With my credit card, I bought even more Adidas stuff as well as CDs, a radio, video games, and I started eating out a lot. It was amazing. I didn't have to have the money to buy these things. I could just give the store owners any one of my three credit cards and whatever I wanted was mine.

Three Credit Cards

While the credit limits on each of these cards were $700 each-which means I could spend up to $700 with each credit card-I managed to max out the cards fairly quickly. When the bills came in, I paid the minimum amount that was due, which wasn't more than $25 per card.

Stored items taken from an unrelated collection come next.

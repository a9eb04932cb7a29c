// Copyright (c) Microsoft Corporation. All rights reserved.
// Licensed under the MIT License.

use crate::{models::SystemProperties, PartitionKey, PartitionKeyValue};
use docstore_core::{Error, ErrorKind, Result};
use serde::{Deserialize, Serialize};
use serde_json::Value;

/// Properties of a container.
///
/// The partition key definition is fixed when the container is created.
///
/// ```rust
/// use docstore_client::models::ContainerProperties;
///
/// let properties = ContainerProperties {
///     id: "FamilyContainer".into(),
///     partition_key: "/lastName".into(),
///     ..Default::default()
/// };
/// assert_eq!(properties.partition_key.paths, vec!["/lastName".to_string()]);
/// ```
#[derive(Clone, Default, Debug, PartialEq, Eq, Deserialize, Serialize)]
#[serde(rename_all = "camelCase")]
pub struct ContainerProperties {
    pub id: String,

    pub partition_key: PartitionKeyDefinition,

    #[serde(flatten)]
    pub system_properties: SystemProperties,
}

#[derive(Clone, Copy, Default, Debug, PartialEq, Eq, Deserialize, Serialize)]
pub enum PartitionKeyKind {
    #[default]
    Hash,
    MultiHash,
}

/// The JSON paths a container's partition key is read from.
#[derive(Clone, Default, Debug, PartialEq, Eq, Deserialize, Serialize)]
#[serde(rename_all = "camelCase")]
pub struct PartitionKeyDefinition {
    pub paths: Vec<String>,

    #[serde(default)]
    pub kind: PartitionKeyKind,

    #[serde(default, skip_serializing_if = "Option::is_none")]
    pub version: Option<i32>,
}

impl PartitionKeyDefinition {
    pub fn new(paths: impl IntoIterator<Item = impl Into<String>>) -> Self {
        let paths: Vec<String> = paths.into_iter().map(Into::into).collect();
        let kind = if paths.len() > 1 {
            PartitionKeyKind::MultiHash
        } else {
            PartitionKeyKind::Hash
        };
        Self {
            paths,
            kind,
            version: Some(2),
        }
    }

    /// Checks that there is at least one path and that every path is absolute.
    pub fn validate(&self) -> Result<()> {
        if self.paths.is_empty() {
            return Err(Error::message(
                ErrorKind::InvalidArgument,
                "a partition key definition needs at least one path",
            ));
        }
        if let Some(path) = self
            .paths
            .iter()
            .find(|path| !path.starts_with('/') || path.len() < 2)
        {
            return Err(Error::message(
                ErrorKind::InvalidArgument,
                format!("partition key path '{path}' must start with '/' and name a property"),
            ));
        }
        Ok(())
    }

    /// Reads the partition key of `document` from this definition's paths.
    ///
    /// Missing properties yield [`PartitionKeyValue::Undefined`]. Fails with
    /// [`ErrorKind::InvalidArgument`] if a path points at an array or object.
    pub fn extract(&self, document: &Value) -> Result<PartitionKey> {
        let values = self
            .paths
            .iter()
            .map(|path| {
                PartitionKeyValue::from_document_value(document.pointer(path)).ok_or_else(|| {
                    Error::message(
                        ErrorKind::InvalidArgument,
                        format!("value at partition key path '{path}' must be a scalar"),
                    )
                })
            })
            .collect::<Result<Vec<_>>>()?;
        Ok(PartitionKey::from_values(values))
    }

    /// Returns `true` if both definitions route documents the same way.
    pub fn same_paths(&self, other: &PartitionKeyDefinition) -> bool {
        self.paths == other.paths
    }
}

impl From<&str> for PartitionKeyDefinition {
    fn from(path: &str) -> Self {
        PartitionKeyDefinition::new([path])
    }
}

impl From<String> for PartitionKeyDefinition {
    fn from(path: String) -> Self {
        PartitionKeyDefinition::new([path])
    }
}

impl From<(&str, &str)> for PartitionKeyDefinition {
    fn from((first, second): (&str, &str)) -> Self {
        PartitionKeyDefinition::new([first, second])
    }
}

#[cfg(test)]
mod tests {
    use super::*;
    use serde_json::json;

    #[test]
    fn serializes_in_wire_shape() {
        let properties = ContainerProperties {
            id: "FamilyContainer".into(),
            partition_key: "/lastName".into(),
            ..Default::default()
        };
        assert_eq!(
            serde_json::to_value(&properties).unwrap(),
            json!({
                "id": "FamilyContainer",
                "partitionKey": { "paths": ["/lastName"], "kind": "Hash", "version": 2 }
            })
        );
    }

    #[test]
    fn hierarchical_definitions_use_multi_hash() {
        let definition = PartitionKeyDefinition::from(("/tenantId", "/userId"));
        assert_eq!(definition.kind, PartitionKeyKind::MultiHash);
    }

    #[test]
    fn validation() {
        assert!(PartitionKeyDefinition::from("/lastName").validate().is_ok());
        assert!(PartitionKeyDefinition::from("lastName").validate().is_err());
        assert!(PartitionKeyDefinition::from("/").validate().is_err());
        assert!(PartitionKeyDefinition::default().validate().is_err());
    }

    #[test]
    fn extracts_nested_values() {
        let definition = PartitionKeyDefinition::from("/address/state");
        let document = json!({ "id": "1", "address": { "state": "WA" } });
        assert_eq!(
            definition.extract(&document).unwrap(),
            PartitionKey::from("WA")
        );

        let missing = json!({ "id": "2" });
        assert_eq!(
            definition.extract(&missing).unwrap(),
            PartitionKey::from(PartitionKeyValue::Undefined)
        );

        let object = json!({ "id": "3", "address": { "state": { "code": "WA" } } });
        assert!(definition.extract(&object).is_err());
    }
}
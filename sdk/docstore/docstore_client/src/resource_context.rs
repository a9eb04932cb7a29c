// Copyright (c) Microsoft Corporation. All rights reserved.
// Licensed under the MIT License.

use docstore_core::{Error, ErrorKind, Result};
use std::fmt;

/// The kinds of resource the store exposes, in nesting order.
#[derive(Clone, Copy, Debug, PartialEq, Eq, Hash)]
pub enum ResourceType {
    Databases,
    Containers,
    Items,
}

impl ResourceType {
    /// The path segment naming a feed of this resource type.
    pub fn path_segment(self) -> &'static str {
        match self {
            ResourceType::Databases => "dbs",
            ResourceType::Containers => "colls",
            ResourceType::Items => "docs",
        }
    }

    pub fn from_path_segment(segment: &str) -> Option<Self> {
        match segment {
            "dbs" => Some(ResourceType::Databases),
            "colls" => Some(ResourceType::Containers),
            "docs" => Some(ResourceType::Items),
            _ => None,
        }
    }
}

/// Identifies either a single resource or a feed of resources.
///
/// A feed link (`dbs/{db}/colls`) has no item id; an item link (`dbs/{db}/colls/{coll}`) does.
/// Ids are kept unencoded; [`ResourceLink::segments`] is used to build URLs so that encoding
/// happens exactly once.
#[derive(Clone, Debug, PartialEq, Eq, Hash)]
pub struct ResourceLink {
    parent: Vec<String>,
    resource_type: ResourceType,
    item_id: Option<String>,
}

impl ResourceLink {
    /// A feed at the root of the account, such as `dbs`.
    pub fn root(resource_type: ResourceType) -> Self {
        Self {
            parent: Vec::new(),
            resource_type,
            item_id: None,
        }
    }

    /// The feed of `resource_type` children under this item.
    pub fn feed(&self, resource_type: ResourceType) -> Self {
        Self {
            parent: self.segments().map(str::to_string).collect(),
            resource_type,
            item_id: None,
        }
    }

    /// The item with id `item_id` in this feed.
    pub fn item(&self, item_id: impl Into<String>) -> Self {
        Self {
            parent: self.parent.clone(),
            resource_type: self.resource_type,
            item_id: Some(item_id.into()),
        }
    }

    pub fn resource_type(&self) -> ResourceType {
        self.resource_type
    }

    pub fn item_id(&self) -> Option<&str> {
        self.item_id.as_deref()
    }

    /// Unencoded path segments, such as `["dbs", "db1", "colls"]`.
    pub fn segments(&self) -> impl Iterator<Item = &str> {
        self.parent
            .iter()
            .map(String::as_str)
            .chain(std::iter::once(self.resource_type.path_segment()))
            .chain(self.item_id.as_deref())
    }

    /// The link that request signatures are computed over.
    ///
    /// For an item this is its full path; for a feed it is the path of the owning item,
    /// which is empty for root feeds.
    pub fn resource_link(&self) -> String {
        match self.item_id {
            Some(_) => self.segments().collect::<Vec<_>>().join("/"),
            None => self.parent.join("/"),
        }
    }
}

impl fmt::Display for ResourceLink {
    fn fmt(&self, f: &mut fmt::Formatter<'_>) -> fmt::Result {
        f.write_str(&self.segments().collect::<Vec<_>>().join("/"))
    }
}

/// Checks that `id` can be used as a resource id.
///
/// Ids must be non-empty, must not be `.` or `..`, and must not contain `/`, `\\`, `?` or `#`.
pub(crate) fn validate_id(id: &str) -> Result<()> {
    if id.is_empty() {
        return Err(Error::message(ErrorKind::InvalidArgument, "id must not be empty"));
    }
    // URL path normalization would drop these segments.
    if id == "." || id == ".." {
        return Err(Error::message(
            ErrorKind::InvalidArgument,
            format!("'{id}' is not a valid id"),
        ));
    }
    if let Some(c) = id.chars().find(|c| matches!(c, '/' | '\\' | '?' | '#')) {
        return Err(Error::message(
            ErrorKind::InvalidArgument,
            format!("id '{id}' contains the reserved character '{c}'"),
        ));
    }
    Ok(())
}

In my mind, I thought I was doing the right thing-just as long as I paid the minimum amount due and paid it on time each month. And, because I had started to get used to using the credit cards so much, as soon as I would get some credit available on the cards, I would immediately use it to buy something else. I enjoyed this. Being able to buy anything I wanted was a luxury for me and I took advantage of it.

But soon even the minimum amount I had to pay-the $25-started becoming difficult. In addition to my credit card bills, I had other bills. I had to buy books for school, pay for my transportation and for lunch. I did buy my first semester books with my credit cards, but I didn't have enough credit to cover my second semester. I also had a monthly cell phone that was not cheap. At night, I loved going out and partying. (Do you know how easy it is to spend $100 a night in New York City?)

How Can I Pay Them?

While it always seemed that I had money, I was never able to hold onto it for long. I was making about $300 every two weeks at my part-time day job, another $150 from my weekend job, and about another $150 from my allowance. But I wasn't even saving anything for when I left foster care. And I still couldn't pay for what I bought with my credit cards. I was too busy spending.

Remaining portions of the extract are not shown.